How do we measure school success in 2020 — certainly not through league tables

Article by Loren Bridge
Alliance of Girls' Schools Australasia / 11 January 2021

WITH the release of Year 12 results, comparative league tables inevitably appear, pitting one school’s results against another. This is despite 2020 being a year like no other.

Producing league tables is now a global activity that encourages everyone to use a single score to evaluate school performance. But missing from this is any real understanding of what defines a successful 12 years of schooling. A single score cannot come close to reflecting the resilience, aptitude, grit, enthusiasm and brilliance the 2020 Year 12 cohort has shown in this pandemic year.

It is the simplicity of league tables that make them so popular. However, the models used to create them can be deeply flawed.

Parents, who likely view them as a representation of a school’s overall success, might rely on them when choosing a school.

Yet tables undermine the work of schools, teachers and students through placing pressure to focus resources on improving league table positions at the expense of other important activities.
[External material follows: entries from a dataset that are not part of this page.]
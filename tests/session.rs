//! Session driver integration tests
//!
//! The driver runs on a paused clock, so resume delays elapse instantly
//! while still being measurable.

use std::sync::Arc;
use std::time::Duration;

use tokio::time::Instant;
use voicebot::session::{FALLBACK_REPLY, Phase, SessionDriver, SessionHandle, TurnTiming};

mod common;
use common::{MockCapture, MockOutput, ScriptedFetcher, wait_for};

fn driver(
    fetcher: ScriptedFetcher,
) -> (SessionDriver, SessionHandle, MockCapture, MockOutput) {
    let capture = MockCapture::new();
    let output = MockOutput::new();
    let (driver, handle) = SessionDriver::new(
        TurnTiming::default(),
        Box::new(capture.clone()),
        Arc::new(fetcher),
        Box::new(output.clone()),
    );
    (driver, handle, capture, output)
}

#[tokio::test(start_paused = true)]
async fn test_successful_turn_cycles_back_to_listening() {
    let fetcher = ScriptedFetcher::new()
        .reply("hello", "Hi there!", &[1, 2, 3])
        .delay(Duration::from_millis(500));
    let sent = fetcher.sent();
    let (driver, handle, capture, output) = driver(fetcher);

    let script = async {
        let mut rx = handle.subscribe();
        handle.start().unwrap();
        let listening = wait_for(&mut rx, |s| s.phase == Phase::Listening).await;

        capture.sink().interim("hel");
        let interim = wait_for(&mut rx, |s| s.transcript == "hel").await;
        assert_eq!(interim.phase, Phase::Listening);

        capture.sink().final_result("hello");
        wait_for(&mut rx, |s| s.phase == Phase::AwaitingReply).await;
        assert_eq!(capture.stops(), 1);

        let speaking = wait_for(&mut rx, |s| s.phase == Phase::Speaking).await;
        assert_eq!(speaking.last_reply.as_deref(), Some("Hi there!"));
        assert_eq!(speaking.history.len(), 1);
        assert_eq!(speaking.history[0].user, "hello");
        assert_eq!(speaking.history[0].bot, "Hi there!");
        assert_eq!(output.played().len(), 1);
        assert_eq!(output.played()[0].as_bytes(), &[1, 2, 3]);

        let ended_at = Instant::now();
        output.sink().ended();
        wait_for(&mut rx, |s| s.phase == Phase::Idle && s.resume_pending).await;

        let relistening = wait_for(&mut rx, |s| {
            s.phase == Phase::Listening && s.generation > listening.generation
        })
        .await;
        assert!(ended_at.elapsed() >= Duration::from_secs(1));
        assert_eq!(relistening.history.len(), 1);
        assert!(relistening.transcript.is_empty());
        assert_eq!(capture.starts(), 2);

        handle.shutdown().unwrap();
    };

    let (result, ()) = tokio::join!(driver.run(), script);
    result.unwrap();
    assert_eq!(*sent.lock().unwrap(), vec!["hello".to_string()]);
}

#[tokio::test(start_paused = true)]
async fn test_rejected_reply_shows_fallback_and_retries() {
    let fetcher = ScriptedFetcher::new().reject("test", "500 Internal Server Error");
    let (driver, handle, capture, output) = driver(fetcher);

    let script = async {
        let mut rx = handle.subscribe();
        handle.start().unwrap();
        let listening = wait_for(&mut rx, |s| s.phase == Phase::Listening).await;

        capture.sink().final_result("test");
        let erroring = wait_for(&mut rx, |s| s.phase == Phase::Erroring).await;
        let failed_at = Instant::now();
        assert_eq!(erroring.last_reply.as_deref(), Some(FALLBACK_REPLY));
        assert!(erroring.history.is_empty());
        assert!(erroring.notice.is_some());

        let relistening = wait_for(&mut rx, |s| {
            s.phase == Phase::Listening && s.generation > listening.generation
        })
        .await;
        assert!(failed_at.elapsed() >= Duration::from_secs(2));
        assert!(relistening.history.is_empty());
        assert!(output.played().is_empty());

        handle.shutdown().unwrap();
    };

    let (result, ()) = tokio::join!(driver.run(), script);
    result.unwrap();
}

#[tokio::test(start_paused = true)]
async fn test_stop_while_listening_goes_idle() {
    let (driver, handle, capture, _output) = driver(ScriptedFetcher::new());

    let script = async {
        let mut rx = handle.subscribe();
        handle.start().unwrap();
        wait_for(&mut rx, |s| s.phase == Phase::Listening).await;

        handle.stop().unwrap();
        let idle = wait_for(&mut rx, |s| s.phase == Phase::Idle).await;
        assert!(!idle.resume_pending);
        assert_eq!(capture.stops(), 1);

        // Nothing restarts on its own
        tokio::time::sleep(Duration::from_secs(10)).await;
        assert_eq!(handle.snapshot().phase, Phase::Idle);
        assert_eq!(capture.starts(), 1);

        handle.shutdown().unwrap();
    };

    let (result, ()) = tokio::join!(driver.run(), script);
    result.unwrap();
}

#[tokio::test(start_paused = true)]
async fn test_stop_while_speaking_releases_audio() {
    let fetcher = ScriptedFetcher::new().reply("hello", "Hi there!", &[9; 16]);
    let (driver, handle, capture, output) = driver(fetcher);

    let script = async {
        let mut rx = handle.subscribe();
        handle.start().unwrap();
        wait_for(&mut rx, |s| s.phase == Phase::Listening).await;
        capture.sink().final_result("hello");
        wait_for(&mut rx, |s| s.phase == Phase::Speaking).await;

        let stale_sink = output.sink();
        handle.stop().unwrap();
        wait_for(&mut rx, |s| s.phase == Phase::Idle).await;
        assert_eq!(output.stops(), 1);

        // A late `ended` from the stopped playback must not schedule a resume
        stale_sink.ended();
        tokio::time::sleep(Duration::from_secs(5)).await;
        let snapshot = handle.snapshot();
        assert_eq!(snapshot.phase, Phase::Idle);
        assert!(!snapshot.resume_pending);
        assert_eq!(snapshot.history.len(), 1);

        handle.shutdown().unwrap();
    };

    let (result, ()) = tokio::join!(driver.run(), script);
    result.unwrap();
}

#[tokio::test(start_paused = true)]
async fn test_reset_discards_in_flight_reply() {
    let fetcher = ScriptedFetcher::new()
        .reply("hello", "Hi there!", &[1])
        .reply("slow", "too late", &[2])
        .delay(Duration::from_secs(3));
    let sent = fetcher.sent();
    let (driver, handle, capture, output) = driver(fetcher);

    let script = async {
        let mut rx = handle.subscribe();
        handle.start().unwrap();
        wait_for(&mut rx, |s| s.phase == Phase::Listening).await;

        // Complete one turn so there is history to clear
        capture.sink().final_result("hello");
        wait_for(&mut rx, |s| s.phase == Phase::Speaking).await;
        output.sink().ended();
        let second = wait_for(&mut rx, |s| s.phase == Phase::Listening && s.history.len() == 1).await;

        let old_sink = capture.sink();
        old_sink.final_result("slow");
        wait_for(&mut rx, |s| s.phase == Phase::AwaitingReply).await;

        handle.reset().unwrap();
        let reset = wait_for(&mut rx, |s| {
            s.phase == Phase::Listening && s.generation > second.generation && s.history.is_empty()
        })
        .await;
        assert!(reset.last_reply.is_none());

        // Events from the pre-reset capture are ignored
        old_sink.final_result("ghost");
        tokio::time::sleep(Duration::from_secs(10)).await;

        let snapshot = handle.snapshot();
        assert_eq!(snapshot.phase, Phase::Listening);
        assert_eq!(snapshot.generation, reset.generation);
        assert!(snapshot.history.is_empty());
        assert_eq!(output.played().len(), 1);

        handle.shutdown().unwrap();
    };

    let (result, ()) = tokio::join!(driver.run(), script);
    result.unwrap();
    assert_eq!(
        *sent.lock().unwrap(),
        vec!["hello".to_string(), "slow".to_string()]
    );
}

#[tokio::test(start_paused = true)]
async fn test_blank_final_transcript_sends_nothing() {
    let fetcher = ScriptedFetcher::new();
    let sent = fetcher.sent();
    let (driver, handle, capture, _output) = driver(fetcher);

    let script = async {
        let mut rx = handle.subscribe();
        handle.start().unwrap();
        wait_for(&mut rx, |s| s.phase == Phase::Listening).await;

        capture.sink().final_result("   ");
        tokio::time::sleep(Duration::from_millis(100)).await;
        assert_eq!(handle.snapshot().phase, Phase::Listening);

        // Recognition then ends without a usable result and retries
        capture.sink().ended();
        wait_for(&mut rx, |s| s.phase == Phase::Idle && s.resume_pending).await;
        wait_for(&mut rx, |s| s.phase == Phase::Listening).await;
        assert_eq!(capture.starts(), 2);

        handle.shutdown().unwrap();
    };

    let (result, ()) = tokio::join!(driver.run(), script);
    result.unwrap();
    assert!(sent.lock().unwrap().is_empty());
}

#[tokio::test(start_paused = true)]
async fn test_capture_start_failure_retries() {
    let (driver, handle, capture, _output) = driver(ScriptedFetcher::new());
    capture.fail_next_starts(1);

    let script = async {
        let mut rx = handle.subscribe();
        let started_at = Instant::now();
        handle.start().unwrap();

        let retrying = wait_for(&mut rx, |s| s.resume_pending).await;
        assert_eq!(retrying.phase, Phase::Idle);
        assert!(retrying.notice.as_deref().unwrap_or_default().contains("device busy"));

        wait_for(&mut rx, |s| s.phase == Phase::Listening && !s.resume_pending).await;
        assert!(started_at.elapsed() >= Duration::from_secs(2));
        assert_eq!(capture.starts(), 2);

        handle.shutdown().unwrap();
    };

    let (result, ()) = tokio::join!(driver.run(), script);
    result.unwrap();
}

#[tokio::test(start_paused = true)]
async fn test_handle_fails_after_shutdown() {
    let (driver, handle, capture, _output) = driver(ScriptedFetcher::new());

    let script = async {
        let mut rx = handle.subscribe();
        handle.start().unwrap();
        wait_for(&mut rx, |s| s.phase == Phase::Listening).await;
        handle.shutdown().unwrap();
    };

    let (result, ()) = tokio::join!(driver.run(), script);
    result.unwrap();

    // Teardown stopped the live capture
    assert_eq!(capture.stops(), 1);
    assert!(handle.start().is_err());
}

#[tokio::test(start_paused = true)]
async fn test_pause_holds_playback_until_resumed() {
    let fetcher = ScriptedFetcher::new().reply("hello", "Hi there!", &[7; 8]);
    let (driver, handle, capture, output) = driver(fetcher);

    let script = async {
        let mut rx = handle.subscribe();

        // Nothing is playing yet
        handle.pause().unwrap();
        handle.start().unwrap();
        wait_for(&mut rx, |s| s.phase == Phase::Listening).await;
        assert_eq!(output.pauses(), 0);

        capture.sink().final_result("hello");
        wait_for(&mut rx, |s| s.phase == Phase::Speaking).await;

        handle.pause().unwrap();
        wait_for(&mut rx, |s| s.notice.as_deref() == Some("Paused")).await;
        assert_eq!(output.pauses(), 1);

        // A held playback never resumes capture on its own
        tokio::time::sleep(Duration::from_secs(10)).await;
        assert_eq!(handle.snapshot().phase, Phase::Speaking);
        assert_eq!(capture.starts(), 1);

        handle.resume().unwrap();
        wait_for(&mut rx, |s| s.notice.is_none()).await;
        assert_eq!(output.resumes(), 1);

        output.sink().ended();
        wait_for(&mut rx, |s| s.phase == Phase::Listening && s.history.len() == 1).await;

        handle.shutdown().unwrap();
    };

    let (result, ()) = tokio::join!(driver.run(), script);
    result.unwrap();
}

#[tokio::test(start_paused = true)]
async fn test_start_cuts_short_failed_reply_wait() {
    let fetcher = ScriptedFetcher::new().reject("test", "500 Internal Server Error");
    let (driver, handle, capture, _output) = driver(fetcher);

    let script = async {
        let mut rx = handle.subscribe();
        handle.start().unwrap();
        wait_for(&mut rx, |s| s.phase == Phase::Listening).await;

        capture.sink().final_result("test");
        wait_for(&mut rx, |s| s.phase == Phase::Erroring).await;
        let pressed_at = Instant::now();

        handle.start().unwrap();
        let listening = wait_for(&mut rx, |s| s.phase == Phase::Listening).await;
        assert!(pressed_at.elapsed() < Duration::from_secs(2));
        assert!(!listening.resume_pending);

        // The cancelled resume must not start a second capture
        tokio::time::sleep(Duration::from_secs(5)).await;
        assert_eq!(capture.starts(), 2);

        handle.shutdown().unwrap();
    };

    let (result, ()) = tokio::join!(driver.run(), script);
    result.unwrap();
}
This can put teachers under unnecessary pressure and contribute to rising levels of student anxiety.

A Swedish study found anxiety in 16-23 year olds increased from 5 per cent to 12 per cent in males and 9 per cent to 29 per cent in females from 1980-2005. During this time there was increased pressure on students to achieve higher academic results. These findings are in line with previous studies which have found anxiety disorders are more common in girls as they suffer more stress and anxiety regarding school performance and physical appearance.

The Alliance of Girls’ Schools Australasia has more than 185 member schools and many are consistently among the top-performing schools in league tables. Nevertheless, the overwhelming sentiment from girls’ schools is one of frustration at the continued emphasis on school rankings produced by league tables.

We believe a good education is not solely about academic performance. It is also about nurturing the development and growth of confident, resilient and inquisitive global citizens. Real success is seen when students are engaged and happy at school. In a girls’ school, this includes girls succeeding in traditionally male-dominated areas like STEM or having the confidence to take on challenges and put up their hands up for leadership opportunities.

The life skills that schools equip students with simply cannot be measured by league tables. The hard reality is that focusing on academic success alone is placing undesirable pressure on both teachers and students.

Congratulations to all our Year 12 students who will bring their remarkable and diverse talents to further studies and the workplace in 2021.